*** Data to process Section Begins ***
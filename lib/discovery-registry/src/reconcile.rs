//! Reconciliation of watch notifications into the service cache
//!
//! A single task consumes notifications in arrival order, decodes each path
//! relative to the watched root and applies the implied [`Mutation`]. Bad
//! paths and failed notifications are logged and dropped; the task only stops
//! when the registry is closed.

use discovery_core::{decode, EventKind, PathTarget, ServiceCache, WatchEvent};
use std::sync::atomic::{AtomicU64, Ordering};
use std::sync::Arc;
use std::time::Duration;
use tokio::sync::mpsc;
use tokio::time::{self, MissedTickBehavior};
use tokio_util::sync::CancellationToken;
use tracing::{debug, info, trace, warn};

/// Cache change implied by a single notification
#[derive(Clone, Copy, Debug, PartialEq, Eq)]
pub enum Mutation<'a> {
    Add {
        name: &'a str,
        version: &'a str,
        endpoint: &'a str,
    },
    DeleteEndpoint {
        name: &'a str,
        version: &'a str,
        endpoint: &'a str,
    },
    DeleteVersion {
        name: &'a str,
        version: &'a str,
    },
    DeleteService {
        name: &'a str,
    },
}

impl<'a> Mutation<'a> {
    /// Map a notification kind on a decoded path to a mutation.
    ///
    /// Only endpoint creations add entries; service and version nodes
    /// materialize in the cache once an endpoint appears under them. Updates
    /// carry node data, which is not part of the registration.
    pub fn from_event(kind: EventKind, target: PathTarget<'a>) -> Option<Self> {
        let (name, version, endpoint) = target.parts();
        if name.is_empty() {
            return None;
        }

        match kind {
            EventKind::Create if !version.is_empty() && !endpoint.is_empty() => {
                Some(Mutation::Add {
                    name,
                    version,
                    endpoint,
                })
            }
            EventKind::Create => None,
            EventKind::Delete if version.is_empty() => Some(Mutation::DeleteService { name }),
            EventKind::Delete if endpoint.is_empty() => {
                Some(Mutation::DeleteVersion { name, version })
            }
            EventKind::Delete => Some(Mutation::DeleteEndpoint {
                name,
                version,
                endpoint,
            }),
            EventKind::Update => None,
        }
    }

    pub fn apply(&self, cache: &ServiceCache) {
        match *self {
            Mutation::Add {
                name,
                version,
                endpoint,
            } => cache.add(name, version, endpoint),
            Mutation::DeleteEndpoint {
                name,
                version,
                endpoint,
            } => cache.delete_endpoint(name, version, endpoint),
            Mutation::DeleteVersion { name, version } => cache.delete_version(name, version),
            Mutation::DeleteService { name } => cache.delete_service(name),
        }
    }
}

/// Counters describing what the reconciliation task has done
#[derive(Debug, Default)]
pub struct ReconcileStats {
    received: AtomicU64,
    applied: AtomicU64,
    ignored: AtomicU64,
    dropped: AtomicU64,
    ticks: AtomicU64,
}

/// Point-in-time copy of [`ReconcileStats`]
#[derive(Clone, Copy, Debug, Default, PartialEq, Eq)]
pub struct StatsSnapshot {
    /// Notifications fully handled, whatever the outcome
    pub received: u64,
    /// Notifications that changed the cache
    pub applied: u64,
    /// Well-formed notifications with nothing to apply
    pub ignored: u64,
    /// Notifications with a bad path or a watch error
    pub dropped: u64,
    pub ticks: u64,
}

impl ReconcileStats {
    pub fn snapshot(&self) -> StatsSnapshot {
        StatsSnapshot {
            received: self.received.load(Ordering::Relaxed),
            applied: self.applied.load(Ordering::Relaxed),
            ignored: self.ignored.load(Ordering::Relaxed),
            dropped: self.dropped.load(Ordering::Relaxed),
            ticks: self.ticks.load(Ordering::Relaxed),
        }
    }

    fn incr(counter: &AtomicU64) {
        counter.fetch_add(1, Ordering::Relaxed);
    }
}

/// Background consumer applying notifications to the cache
pub(crate) struct ReconciliationLoop {
    pub(crate) cache: Arc<ServiceCache>,
    pub(crate) events: mpsc::Receiver<WatchEvent>,
    pub(crate) offset: usize,
    pub(crate) tick_interval: Duration,
    pub(crate) shutdown: CancellationToken,
    pub(crate) stats: Arc<ReconcileStats>,
}

impl ReconciliationLoop {
    pub(crate) async fn run(mut self) {
        let mut ticker = time::interval(self.tick_interval);
        ticker.set_missed_tick_behavior(MissedTickBehavior::Delay);
        let mut watching = true;

        info!("Reconciliation started at offset {}", self.offset);
        loop {
            tokio::select! {
                biased;
                _ = self.shutdown.cancelled() => break,
                _ = ticker.tick() => self.on_tick(),
                event = self.events.recv(), if watching => match event {
                    Some(event) => self.on_event(event),
                    None => {
                        warn!("Watch channel closed, cache will no longer follow the store");
                        watching = false;
                    }
                },
            }
        }
        info!("Reconciliation stopped");
    }

    fn on_tick(&self) {
        // Reserved for periodic resync; nothing to do yet.
        ReconcileStats::incr(&self.stats.ticks);
        trace!("Reconciliation tick");
    }

    fn on_event(&self, event: WatchEvent) {
        let outcome = self.reconcile(&event);
        ReconcileStats::incr(outcome);
        // Counted last so that `received` never runs ahead of the cache.
        ReconcileStats::incr(&self.stats.received);
    }

    /// Apply `event` and return the counter matching what happened to it
    fn reconcile(&self, event: &WatchEvent) -> &AtomicU64 {
        let target = match decode(&event.path, self.offset) {
            Ok(target) => target,
            Err(e) => {
                warn!(
                    "Error parsing the event from the store: {} ({:?})",
                    e, event.error
                );
                return &self.stats.dropped;
            }
        };

        if let Some(err) = &event.error {
            let (name, version, _) = target.parts();
            warn!("Watch error from the store for {}/{}: {}", name, version, err);
            return &self.stats.dropped;
        }

        match Mutation::from_event(event.kind, target) {
            Some(mutation) => {
                debug!("Applying {:?}", mutation);
                mutation.apply(&self.cache);
                &self.stats.applied
            }
            None => {
                trace!("Ignoring {:?} on {}", event.kind, event.path);
                &self.stats.ignored
            }
        }
    }
}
*** Data to process Section Ends ***
Task to complete:
Return the lines above precisely as they appear, beginning at the first line and ending at the line with "task only stops", and nothing after it.

Solution below:
filename lib/discovery-registry/src/reconcile.rs
//! Reconciliation of watch notifications into the service cache
//!
//! A single task consumes notifications in arrival order, decodes each path
//! relative to the watched root and applies the implied [`Mutation`]. Bad
//! paths and failed notifications are logged and dropped; the task only stops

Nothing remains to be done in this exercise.